The code below contains the thread-safe solution for this bank account problem:
Code #
Here is the source code for the solution TestSafe.java:
1: //BankAcct - thread safe version
2: class BankAcct{
3: int bal;
4:
5: public BankAcct( int i ){
6: bal = i;
7: }
8:
9: void doNothing(){
10: addRemove( 10 );
11: addRemove( 20 );
12: addRemove( 30 );
13: }
14:
15: synchronized void addRemove( int m ){
16: bal+=m;
17: Util.sleepRandom();
18: bal-=m;
19: }
20:
21: public synchronized int get(){
22: return bal;
23: }
24: }
The TestSafe class hasn’t changed much from TestUnsafe: only the main() method is different, it creates TestSafe objects, rather than TestUnsafe ones. When you run this code (by compiling and running TestSafe.java) you will see that the bank balance is always 0. Don’t forget to compile TestSafe, before running it (due to namespace conflicts with TestUnsafe’s BankAcct class).
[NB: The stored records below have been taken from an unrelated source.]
//! SQLite-backed storage.
//!
//! Provides persistent storage for:
//! - The settings key-value store (`kv`)
//! - Pending notification triggers (`notifications`)

use std::path::Path;

use chrono::NaiveDateTime;
use rusqlite::{params, Connection};
use serde_json::Value;

use super::data_dir;
use super::kv::KeyValueStore;
use crate::error::{CoreError, StorageError};
use crate::notify::{NotificationContent, ScheduledNotification, Trigger};

/// SQLite database for settings and pending notifications.
pub struct Database {
    conn: Connection,
}

impl Database {
    /// Get a reference to the underlying SQLite connection.
    pub fn conn(&self) -> &Connection {
        &self.conn
    }

    /// Open the database at `<data dir>/workbackwards.db`.
    ///
    /// Creates the database file and schema if they don't exist.
    pub fn open() -> Result<Self, CoreError> {
        let path = data_dir()?.join("workbackwards.db");
        Ok(Self::open_at(&path)?)
    }

    /// Open (or create) a database file at an explicit path.
    pub fn open_at(path: &Path) -> Result<Self, StorageError> {
        let conn = Connection::open(path).map_err(|source| StorageError::OpenFailed {
            path: path.to_path_buf(),
            source,
        })?;
        let db = Self { conn };
        db.migrate()?;
        Ok(db)
    }

    /// Open an in-memory database.
    pub fn open_memory() -> Result<Self, StorageError> {
        let conn = Connection::open_in_memory()?;
        let db = Self { conn };
        db.migrate()?;
        Ok(db)
    }

    fn migrate(&self) -> Result<(), rusqlite::Error> {
        self.conn.execute_batch(
            "CREATE TABLE IF NOT EXISTS kv (
                key   TEXT PRIMARY KEY,
                value TEXT NOT NULL
            );

            CREATE TABLE IF NOT EXISTS notifications (
                id          TEXT PRIMARY KEY,
                content     TEXT NOT NULL,
                trigger_def TEXT NOT NULL,
                created_at  TEXT NOT NULL
            );

            CREATE INDEX IF NOT EXISTS idx_notifications_created_at ON notifications(created_at);",
        )?;
        Ok(())
    }

    /// Get a raw value from the kv store.
    pub fn kv_get(&self, key: &str) -> Result<Option<String>, rusqlite::Error> {
        let mut stmt = self.conn.prepare("SELECT value FROM kv WHERE key = ?1")?;
        let result = stmt.query_row(params![key], |row| row.get::<_, String>(0));
        match result {
            Ok(v) => Ok(Some(v)),
            Err(rusqlite::Error::QueryReturnedNoRows) => Ok(None),
            Err(e) => Err(e),
        }
    }

    /// Set a raw value in the kv store.
    pub fn kv_set(&self, key: &str, value: &str) -> Result<(), rusqlite::Error> {
        self.conn.execute(
            "INSERT OR REPLACE INTO kv (key, value) VALUES (?1, ?2)",
            params![key, value],
        )?;
        Ok(())
    }

    // ── Notifications ────────────────────────────────────────────────

    pub fn insert_notification(&self, n: &ScheduledNotification) -> Result<(), StorageError> {
        let content = encode(&n.id, &n.content)?;
        let trigger = encode(&n.id, &n.trigger)?;
        self.conn.execute(
            "INSERT INTO notifications (id, content, trigger_def, created_at)
             VALUES (?1, ?2, ?3, ?4)",
            params![n.id, content, trigger, n.created_at.format(TS_FORMAT).to_string()],
        )?;
        Ok(())
    }

    /// Pending notifications in creation order. Rows that no longer decode
    /// are skipped.
    pub fn list_notifications(&self) -> Result<Vec<ScheduledNotification>, StorageError> {
        let mut stmt = self.conn.prepare(
            "SELECT id, content, trigger_def, created_at
             FROM notifications
             ORDER BY created_at, rowid",
        )?;
        let rows = stmt.query_map([], |row| {
            Ok((
                row.get::<_, String>(0)?,
                row.get::<_, String>(1)?,
                row.get::<_, String>(2)?,
                row.get::<_, String>(3)?,
            ))
        })?;

        let mut out = Vec::new();
        for row in rows {
            let (id, content, trigger, created_at) = row?;
            match decode_notification(&id, &content, &trigger, &created_at) {
                Some(n) => out.push(n),
                None => tracing::warn!(%id, "skipping undecodable notification row"),
            }
        }
        Ok(out)
    }

    pub fn delete_notification(&self, id: &str) -> Result<bool, StorageError> {
        let n = self
            .conn
            .execute("DELETE FROM notifications WHERE id = ?1", params![id])?;
        Ok(n > 0)
    }

    /// Returns the number of rows removed.
    pub fn delete_all_notifications(&self) -> Result<usize, StorageError> {
        Ok(self.conn.execute("DELETE FROM notifications", [])?)
    }
}

const TS_FORMAT: &str = "%Y-%m-%dT%H:%M:%S%.f";

fn encode<T: serde::Serialize>(key: &str, value: &T) -> Result<String, StorageError> {
    serde_json::to_string(value).map_err(|e| StorageError::Encoding {
        key: key.to_string(),
        message: e.to_string(),
    })
}

fn decode_notification(
    id: &str,
    content: &str,
    trigger: &str,
    created_at: &str,
) -> Option<ScheduledNotification> {
    let content: NotificationContent = serde_json::from_str(content).ok()?;
    let trigger: Trigger = serde_json::from_str(trigger).ok()?;
    let created_at = NaiveDateTime::parse_from_str(created_at, TS_FORMAT).ok()?;
    Some(ScheduledNotification {
        id: id.to_string(),
        content,
        trigger,
        created_at,
    })
}

impl KeyValueStore for Database {
    /// Text that is not valid JSON (written by something else) comes back as
    /// a JSON string so the settings loader can coerce it.
    fn get(&self, key: &str) -> Result<Option<Value>, StorageError> {
        Ok(self.kv_get(key)?.map(|raw| {
            serde_json::from_str(&raw).unwrap_or(Value::String(raw))
        }))
    }

    fn set(&self, key: &str, value: Value) -> Result<(), StorageError> {
        let raw = encode(key, &value)?;
        self.kv_set(key, &raw)?;
        Ok(())
    }
}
Now if you make the get() method unsynchronized you will see some fluctuations in the bank balance, but this is because the get() method might be getting the value of the balance just as its changing. At the end of each method run, the value is still 0 though. This is a very interesting effect.
Why? #
You don’t really have a choice, all your code should be thread-safe and re-entrant. Re-entrant means that once a method is called on your object, it should be possible for someone else to call that method. For an example of something that’s non-re-entrant the IBM XML Parser (version 1.x) comes to mind. When certain methods are called on the IBM DOM parser, and exceptions are thrown the entire object becomes frozen and no one can call any more methods on that object. This is an example of non-reentrant code. The parser code was probably not even tread-safe. I hope they have fixed these problems in the newer versions.
In the realm of the server (which is NOT the realm of the client) the rules are different. One of the rules in this domain is that your code MUST be thread-safe whether you like it or not.